Parasitic diseases >>>> Echinococcus - why is it dangerous?
Echinococcus - why is it dangerous?
Echinococcus - tapeworm - a parasite, a relative of the bovine tapeworm, but different from it in size, which can reach 0.2 inch.
Echinococcus larvae withstand ambient temperatures in Celsius from minus (-30) to plus (+40). Echinococcus eggs survive in the external environment for up to 1.5 months and are resistant to desiccation.
Echinococcus eggs are spread into the environment through the feces of infected animals (sheep, pigs, dogs, etc.). Eggs with dried fecal dust are carried by winds over long distances and settle on the surface of the earth, plants and enter water bodies.
A person becomes infected through eating poorly washed or thermally unprocessed agricultural products or through direct contact with a sick animal, violating the rules of personal hygiene.
If animals are an intermediate host of echinococcus, then a person becomes its final owner, where echinococcus has many opportunities for the location of its capsules (cysts) and reproduction of offspring.
Cysts affect various organs, grow in size and gradually turn the organ into non-functional and destroyed by necrosis. As the cysts grow (and echinococcus has a very slow development), substances that have an allergic effect on the human body are released outside of them.

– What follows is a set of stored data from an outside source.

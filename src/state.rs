//! Shared playback session state.
//!
//! One `PlayerState` exists per playback session. It holds the decoder, the
//! fixed PCM format, the negotiated buffer capacity, the running flag, and
//! the last position/time values reported to the notification sink. The
//! state is shared between the session owner and whatever threads the output
//! device uses for its callbacks, so the running flag is atomic and the
//! progress record sits behind a mutex.

use std::sync::atomic::{AtomicU8, Ordering};

use parking_lot::{Mutex, MutexGuard};

use crate::decoder::FrameDecoder;
use crate::format::PcmFormat;

// Lifecycle encoding for the atomic running flag. A session moves forward
// only: primed -> running -> halted.
const PRIMED: u8 = 0;
const RUNNING: u8 = 1;
const HALTED: u8 = 2;

/// Last values handed to the notification sink.
///
/// Both start unset so that the very first reported position (commonly 0)
/// and second (commonly 0) each produce one notification.
#[derive(Debug, Default)]
struct Progress {
    position: Option<u32>,
    seconds: Option<u64>,
}

/// Shared record for one playback session.
pub struct PlayerState {
    decoder: Mutex<Box<dyn FrameDecoder>>,
    format: PcmFormat,
    buffer_capacity: usize,
    lifecycle: AtomicU8,
    progress: Mutex<Progress>,
}

impl PlayerState {
    /// Create session state around a decoder and the fixed buffer capacity.
    ///
    /// The state starts not running, with the fixed PCM format filled in and
    /// no progress reported yet.
    pub fn new(decoder: Box<dyn FrameDecoder>, buffer_capacity: usize) -> Self {
        PlayerState {
            decoder: Mutex::new(decoder),
            format: PcmFormat::default(),
            buffer_capacity,
            lifecycle: AtomicU8::new(PRIMED),
            progress: Mutex::new(Progress::default()),
        }
    }

    /// The fixed PCM format of this session
    pub fn format(&self) -> PcmFormat {
        self.format
    }

    /// Byte capacity of every pool buffer
    pub fn buffer_capacity(&self) -> usize {
        self.buffer_capacity
    }

    /// Whether the session is between start and stop-or-exhaustion
    pub fn is_running(&self) -> bool {
        self.lifecycle.load(Ordering::Acquire) == RUNNING
    }

    /// Mark the session running. The transition happens at most once per
    /// session; returns false if the session already ran or was halted.
    pub fn begin_running(&self) -> bool {
        self.lifecycle
            .compare_exchange(PRIMED, RUNNING, Ordering::AcqRel, Ordering::Acquire)
            .is_ok()
    }

    /// Mark the session no longer running. Returns true only for the caller
    /// that performed the running-to-halted transition.
    pub fn halt(&self) -> bool {
        self.lifecycle
            .compare_exchange(RUNNING, HALTED, Ordering::AcqRel, Ordering::Acquire)
            .is_ok()
    }

    /// Lock the decoder for one pull
    pub(crate) fn lock_decoder(&self) -> MutexGuard<'_, Box<dyn FrameDecoder>> {
        self.decoder.lock()
    }

    /// Record a newly observed position. Returns true when it differs from
    /// the last reported one; the stored value is updated before the caller
    /// emits the notification.
    pub(crate) fn update_position(&self, position: u32) -> bool {
        let mut progress = self.progress.lock();
        if progress.position != Some(position) {
            progress.position = Some(position);
            true
        } else {
            false
        }
    }

    /// Record a newly observed whole-seconds value. Same contract as
    /// [`update_position`](Self::update_position).
    pub(crate) fn update_seconds(&self, seconds: u64) -> bool {
        let mut progress = self.progress.lock();
        if progress.seconds != Some(seconds) {
            progress.seconds = Some(seconds);
            true
        } else {
            false
        }
    }

    /// Last position reported to the sink, if any
    pub fn last_position(&self) -> Option<u32> {
        self.progress.lock().position
    }

    /// Last whole-seconds value reported to the sink, if any
    pub fn last_seconds(&self) -> Option<u64> {
        self.progress.lock().seconds
    }
}

impl std::fmt::Debug for PlayerState {
    fn fmt(&self, f: &mut std::fmt::Formatter<'_>) -> std::fmt::Result {
        f.debug_struct("PlayerState")
            .field("format", &self.format)
            .field("buffer_capacity", &self.buffer_capacity)
            .field("running", &self.is_running())
            .finish_non_exhaustive()
    }
}

#[cfg(test)]
mod tests {
    use super::*;
    use crate::decoder::Pull;
    use crate::Result;

    struct NullDecoder;

    impl FrameDecoder for NullDecoder {
        fn pull(&mut self) -> Result<Pull<'_>> {
            Ok(Pull::Exhausted)
        }
    }

    fn state() -> PlayerState {
        PlayerState::new(Box::new(NullDecoder), 1024)
    }

    #[test]
    fn test_initial_state() {
        let state = state();
        assert!(!state.is_running());
        assert_eq!(state.buffer_capacity(), 1024);
        assert_eq!(state.format(), PcmFormat::default());
        assert_eq!(state.last_position(), None);
        assert_eq!(state.last_seconds(), None);
    }

    #[test]
    fn test_running_transitions_once_each_way() {
        let state = state();
        assert!(state.begin_running());
        assert!(!state.begin_running(), "second start must not transition");
        assert!(state.is_running());

        assert!(state.halt());
        assert!(!state.halt(), "second halt must not transition");
        assert!(!state.is_running());

        // A halted session never restarts
        assert!(!state.begin_running());
    }

    #[test]
    fn test_progress_change_detection() {
        let state = state();
        assert!(state.update_position(0), "first position 0 is a change");
        assert!(!state.update_position(0));
        assert!(state.update_position(1));
        assert_eq!(state.last_position(), Some(1));

        assert!(state.update_seconds(0), "first second 0 is a change");
        assert!(!state.update_seconds(0));
        assert!(state.update_seconds(2));
        assert_eq!(state.last_seconds(), Some(2));
    }
}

Such allergic reactions can occur at an accelerated or slowed down rate, in connection with which a person can develop not just an allergic reaction, but its extreme manifestations: Quincke edema and anaphylactic shock. It is these allergic effects of echinococcus on the human body that make it deadly in the body.
Signs of echinococcosis:
- general malaise with vague symptoms,
- allergic rashes of unknown origin,
- signs of body intoxication (headache, nausea),
depending on the organ of the lesion, the symptoms may also differ, which resemble the diseases typical for this organ:
- with liver damage (the most common cases of echinococcosis), there is pain in the liver, heaviness, nausea;
- with lung damage, the symptoms of echinococcosis resemble bronchitis, pneumonia and other pulmonary diseases;
- with damage to the heart bag, there are failures in cardiac activity;
- the location of the echinococcal whale in the brain is fraught with disorders of the central nervous system.
To identify echinococcus in the body, X-ray, MRI, ultrasound are used, a blood test is performed for the presence of antibodies to echinococcus.
Treatment of echinococcosis can be conservative (antiparasitic agents) or surgical (in the presence of large cysts on vital organs). Surgical intervention is very difficult, since echinococcus cysts can be located in dangerous places of the organ, and their removal is associated with little recoverable or irreparable damage to the organ.
Prevention of echinococcosis is a careful attention to personal hygiene, and the rules for processing food before eating. You should not drink water from open sources, take food for food with dirty hands, hug or kiss street animals, even if these are animals you know well.
The effectiveness of the treatment of echinococcosis depends on the early detection of the parasite in the human body and its timely destruction.